__Material provided__

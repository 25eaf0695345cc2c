//! Wire types exchanged between cluster nodes.
//!
//! All message types derive `Serialize` and `Deserialize` for MessagePack
//! transport. Event bodies travel as opaque bytes inside [`RouteRequest`];
//! their format is the runtime's business.

use std::collections::BTreeMap;

use serde::{Deserialize, Serialize};

// ── Routing ─────────────────────────────────────────────────────────────────

/// An event forwarded to the node that owns its target entity. Sent as a
/// request on [`subjects::proxy_route`](crate::subjects::proxy_route).
#[derive(Debug, Clone, PartialEq, Eq, Default, Serialize, Deserialize)]
pub struct RouteRequest {
    /// Event attributes, including the `entityid` extension.
    pub header: BTreeMap<String, String>,
    /// Raw event body.
    pub data: Vec<u8>,
}

/// Reply to a [`RouteRequest`]. `error` is set when the owning node failed
/// to handle the event.
#[derive(Debug, Clone, PartialEq, Eq, Default, Serialize, Deserialize)]
pub struct RouteResponse {
    #[serde(default)]
    pub error: Option<String>,
}

impl RouteResponse {
    #[must_use]
    pub fn ok() -> Self {
        Self { error: None }
    }

    #[must_use]
    pub fn error(message: impl Into<String>) -> Self {
        Self {
            error: Some(message.into()),
        }
    }

    #[must_use]
    pub fn is_ok(&self) -> bool {
        self.error.is_none()
    }
}

// ── Discovery ───────────────────────────────────────────────────────────────

/// One member of the cluster as advertised through discovery.
#[derive(Debug, Clone, PartialEq, Eq, Default, Serialize, Deserialize)]
pub struct ServiceInfo {
    /// Node name; the placement oracle's answer space.
    pub name: String,
    /// Application the node belongs to.
    pub app_id: String,
    /// Advertised host of the node's NATS endpoint.
    pub host: String,
    /// Advertised port of the node's NATS endpoint.
    pub port: u16,
    #[serde(default)]
    pub metadata: BTreeMap<String, String>,
}

impl ServiceInfo {
    /// The NATS URL a dedicated connection to this peer dials.
    #[must_use]
    pub fn address(&self) -> String {
        format!("nats://{}:{}", self.host, self.port)
    }
}

#[derive(Debug, Clone, Copy, PartialEq, Eq, Serialize, Deserialize)]
pub enum MembershipKind {
    Join,
    Update,
    Leave,
}

/// A membership change published on
/// [`subjects::DISCOVERY_EVENTS`](crate::subjects::DISCOVERY_EVENTS).
#[derive(Debug, Clone, PartialEq, Eq, Serialize, Deserialize)]
pub struct MembershipEvent {
    pub kind: MembershipKind,
    pub service: ServiceInfo,
}

impl MembershipEvent {
    #[must_use]
    pub fn join(service: ServiceInfo) -> Self {
        Self {
            kind: MembershipKind::Join,
            service,
        }
    }

    #[must_use]
    pub fn update(service: ServiceInfo) -> Self {
        Self {
            kind: MembershipKind::Update,
            service,
        }
    }

    #[must_use]
    pub fn leave(service: ServiceInfo) -> Self {
        Self {
            kind: MembershipKind::Leave,
            service,
        }
    }
}

/// Request body on
/// [`subjects::DISCOVERY_SNAPSHOT`](crate::subjects::DISCOVERY_SNAPSHOT).
#[derive(Debug, Clone, PartialEq, Eq, Default, Serialize, Deserialize)]
pub struct SnapshotRequest {
    /// Name of the asking node, for logging on the responder.
    pub requester: String,
}

/// Reply to a [`SnapshotRequest`]: every member the responder knows.
#[derive(Debug, Clone, PartialEq, Eq, Default, Serialize, Deserialize)]
pub struct ServiceSnapshot {
    pub services: Vec<ServiceInfo>,
}

// ── Mapper registry ─────────────────────────────────────────────────────────

/// A registry entry: a mapper key and its TQL text.
#[derive(Debug, Clone, PartialEq, Eq, Serialize, Deserialize)]
pub struct KvPair {
    /// `{category}.{qualifier}.{entity_id}.{mapper_name}`
    pub key: String,
    /// UTF-8 TQL text.
    pub value: Vec<u8>,
}

impl KvPair {
    pub fn new(key: impl Into<String>, value: impl Into<Vec<u8>>) -> Self {
        Self {
            key: key.into(),
            value: value.into(),
        }
    }
}

/// One batch from the registry change feed on
/// [`subjects::REGISTRY_MAPPERS`](crate::subjects::REGISTRY_MAPPERS).
#[derive(Debug, Clone, PartialEq, Eq, Default, Serialize, Deserialize)]
pub struct MapperUpdate {
    #[serde(default)]
    pub puts: Vec<KvPair>,
    /// Keys whose mappers were deleted.
    #[serde(default)]
    pub deletes: Vec<String>,
}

__What the task asks__
Where a line of the entries contains the word "endpoint", copy that line.

__Exercise answer__
    /// Advertised host of the node's NATS endpoint.
    /// Advertised port of the node's NATS endpoint.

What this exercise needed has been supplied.